Version 2.0.3 - July 25, 2024

  • Fixed an issue in the app.manifest file that did not comply with Splunk's standards.

Version 2.0.2 - September 11, 2023

  • Adds new Duo log types:
    • Activity Logs
    • Authentication v2 Logs
    • Telephony v2 Logs
    • Trust Monitor Logs
  • Adds ability to enable/disable individual log types to ingest.
  • Adds support for multiple input instances.
  • Increases security of credentials.
  • Migrates storage of log timestamps from file on disk to a Splunk KV store.
  • Separates Duo-specific Splunk logs into a SPLUNK_HOME/var/log/splunk/duo_splunkapp folder.
  • Normalizes Splunk fields - ctime, timestamp, eventtype, and host.
  • Decreases the initial lookback period for new logs from 30 days to 7 days.

Version 1.2.2 - June 8, 2023

  • Correctly restores default/indexes.conf if it already existed.
  • Updates app.manifest and app.conf with the correct version number.

Version 1.2.1 - June 7, 2023

  • Corrects an issue in Duo Splunk Connector 1.2.0 where the default/indexes.conf index was inadvertently removed from Splunk Cloud if it already existed.

Version 1.2.0 - June 5, 2023

  • Removed support for Python 2 and Splunk releases below 8.0.
  • Updated dependencies:
    • splunk-sdk 1.7.3
    • duo-client 4.7.1
    • pytz 2023.3
    • six 1.16.0
  • Duo Splunk Connector installer no longer creates the duo index automatically for new installs.

Version 1.1.9 - March 3, 2022

  • Updated to jQuery 3.5+ for security fixes.
  • Updated Splunk-SDK to 1.6.15 to support new version.

Version 1.1.8 - February 23, 2021

  • Fixed a bug in packaging where latest version of the six module was not getting set in splunk env.

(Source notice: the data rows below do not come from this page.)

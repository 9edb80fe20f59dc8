//! Failed-login bookkeeping.
//!
//! The client counts failures and locks itself after too many. A lock reported
//! by the server always takes precedence over the local computation.

use crate::error::ServerLockout;
use docfill_config::SessionConfig;
use serde::{Deserialize, Serialize};
use std::time::Duration;

/// Lockout counters carried in session state.
#[derive(Debug, Clone, Default, PartialEq, Eq, Serialize, Deserialize)]
#[serde(rename_all = "camelCase")]
pub struct LockoutState {
    pub login_attempts: u32,
    pub is_locked: bool,
    /// Milliseconds since the Unix epoch.
    pub lock_expiry: Option<i64>,
    /// Last lockout details reported by the server.
    pub server_lockout: Option<ServerLockout>,
}

impl LockoutState {
    /// Time left on an active lock.
    pub fn remaining(&self, now: i64) -> Option<Duration> {
        if !self.is_locked {
            return None;
        }
        let expiry = self.lock_expiry?;
        (expiry > now).then(|| Duration::from_millis((expiry - now) as u64))
    }
}

/// Lockout thresholds.
#[derive(Debug, Clone, Copy, PartialEq, Eq)]
pub struct LockoutPolicy {
    pub max_attempts: u32,
    pub lockout_duration: Duration,
}

impl Default for LockoutPolicy {
    fn default() -> Self {
        Self::from_config(&SessionConfig::default())
    }
}

impl LockoutPolicy {
    pub fn new(max_attempts: u32, lockout_duration: Duration) -> Self {
        Self {
            max_attempts,
            lockout_duration,
        }
    }

    pub fn from_config(config: &SessionConfig) -> Self {
        Self::new(config.max_login_attempts, config.lockout_duration)
    }

    fn duration_ms(&self) -> i64 {
        i64::try_from(self.lockout_duration.as_millis()).unwrap_or(i64::MAX)
    }

    /// State after one more failed login.
    pub fn record_failure(
        &self,
        state: &LockoutState,
        server: Option<&ServerLockout>,
        now: i64,
    ) -> LockoutState {
        let login_attempts = state.login_attempts.saturating_add(1);

        match server {
            Some(server) if server.is_locked => LockoutState {
                login_attempts,
                is_locked: true,
                // Server expiry is stored verbatim; without one, fall back to the local cool-down.
                lock_expiry: Some(
                    server
                        .lockout_expires_at
                        .unwrap_or_else(|| now.saturating_add(self.duration_ms())),
                ),
                server_lockout: Some(server.clone()),
            },
            // Server counts but has not locked: display only.
            Some(server) => LockoutState {
                login_attempts,
                is_locked: false,
                lock_expiry: None,
                server_lockout: Some(server.clone()),
            },
            None => {
                let is_locked = login_attempts >= self.max_attempts;
                LockoutState {
                    login_attempts,
                    is_locked,
                    lock_expiry: is_locked.then(|| now.saturating_add(self.duration_ms())),
                    server_lockout: None,
                }
            }
        }
    }

    /// Whether a login may be attempted at `now`.
    pub fn can_retry(state: &LockoutState, now: i64) -> bool {
        !state.is_locked || state.lock_expiry.is_some_and(|expiry| now > expiry)
    }

    /// Counters after a successful login or a manual reset.
    pub fn reset() -> LockoutState {
        LockoutState::default()
    }
}

#[cfg(test)]
mod tests {
    use super::*;

    const NOW: i64 = 1_700_000_000_000;

    fn policy() -> LockoutPolicy {
        LockoutPolicy::new(5, Duration::from_secs(15 * 60))
    }

    #[test]
    fn test_locks_after_max_attempts() {
        let policy = policy();
        let mut state = LockoutState::default();

        for attempt in 1..5 {
            state = policy.record_failure(&state, None, NOW);
            assert_eq!(state.login_attempts, attempt);
            assert!(!state.is_locked);
            assert!(LockoutPolicy::can_retry(&state, NOW));
        }

        state = policy.record_failure(&state, None, NOW);
        assert_eq!(state.login_attempts, 5);
        assert!(state.is_locked);
        assert_eq!(state.lock_expiry, Some(NOW + 15 * 60 * 1000));
        assert!(!LockoutPolicy::can_retry(&state, NOW));
    }

    #[test]
    fn test_can_retry_after_expiry() {
        let state = LockoutState {
            login_attempts: 5,
            is_locked: true,
            lock_expiry: Some(NOW),
            server_lockout: None,
        };
        assert!(!LockoutPolicy::can_retry(&state, NOW));
        assert!(LockoutPolicy::can_retry(&state, NOW + 1));
    }

    #[test]
    fn test_server_lock_wins_verbatim() {
        let server = ServerLockout {
            is_locked: true,
            attempts_remaining: Some(0),
            lockout_expires_at: Some(NOW + 42),
        };
        let state = policy().record_failure(&LockoutState::default(), Some(&server), NOW);

        assert!(state.is_locked);
        assert_eq!(state.login_attempts, 1);
        assert_eq!(state.lock_expiry, Some(NOW + 42));
        assert_eq!(state.server_lockout, Some(server));
    }

    #[test]
    fn test_server_lock_without_expiry_uses_local_duration() {
        let server = ServerLockout {
            is_locked: true,
            attempts_remaining: None,
            lockout_expires_at: None,
        };
        let state = policy().record_failure(&LockoutState::default(), Some(&server), NOW);
        assert_eq!(state.lock_expiry, Some(NOW + 15 * 60 * 1000));
    }

    #[test]
    fn test_attempts_remaining_recorded_without_locking() {
        let server = ServerLockout {
            is_locked: false,
            attempts_remaining: Some(2),
            lockout_expires_at: None,
        };
        let state = policy().record_failure(&LockoutState::default(), Some(&server), NOW);

        assert!(!state.is_locked);
        assert_eq!(state.server_lockout.unwrap().attempts_remaining, Some(2));
    }

    #[test]
    fn test_server_counting_suppresses_local_lock() {
        let policy = policy();
        let server = ServerLockout {
            is_locked: false,
            attempts_remaining: Some(3),
            lockout_expires_at: None,
        };
        let mut state = LockoutState::default();
        for _ in 0..7 {
            state = policy.record_failure(&state, Some(&server), NOW);
        }

        assert_eq!(state.login_attempts, 7);
        assert!(!state.is_locked);
        assert_eq!(state.lock_expiry, None);
        assert!(LockoutPolicy::can_retry(&state, NOW));
    }

    #[test]
    fn test_reset_and_remaining() {
        let locked = policy().record_failure(
            &LockoutState {
                login_attempts: 4,
                ..Default::default()
            },
            None,
            NOW,
        );
        assert_eq!(locked.remaining(NOW), Some(Duration::from_secs(15 * 60)));
        assert_eq!(locked.remaining(NOW + 15 * 60 * 1000), None);
        assert_eq!(LockoutPolicy::reset(), LockoutState::default());
    }
}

This resolves issues seen upgrading to the latest version of Duo Splunk Connector due to incompatible libraries in older six versions.

Version 1.1.7 - July 9, 2020

  • Customers should not upgrade directly to this version from v1.1.5 or earlier. Update your installation to v1.1.6 first, then proceed with the 1.1.7 upgrade.
  • Added support for Splunk 8.0, including the optional python3 runtime included with Splunk 8.
  • The Python runtime default in inputs.conf now sets the runtime to python3 for Splunk versions 8.0 or newer (python.version = python3). This change has no effect in Splunk 7.x environments, which continue using the python2 runtime.

Version 1.1.6 - February 11, 2020

Version 1.1.5 - September 2019

  • Added support for Splunk 7.3.
  • Fixed bug related to error log messages sometimes breaking the Splunk JsonLineBreaker.
  • Added more verbose logging messages to aid in troubleshooting.
  • Improved performance when validating Duo Admin API credentials during the initial setup.

Version 1.1.4 - February 2019

  • Added more helpful logging
  • App will now gracefully handle API rate limits and results pagination
  • Improved Endpoint retrieval process
  • Minor changes to the dashboard queries to assist in a future preview

Version 1.1.3 - June 2018

  • Now available in Splunkbase for Splunk Cloud
  • Alignment with Splunk plugin recommended architecture
  • Removed repoFactor=auto from the default indexes.conf file

Version 1.1.2 - June 2017

  • Bug fixes

Version 1.1.1 - May 2017

  • Encrypting Duo SKEY with Splunk's encryption system
  • Updated README with support information

Version 1.1.0 - March 2017

  • Added Macro support allowing admins to specify a custom index
  • Changed map on authentication page to use city instead of longitude and latitude
  • Bug fixes

Version 1.0.1 - March 2017

  • Initial Splunkbase release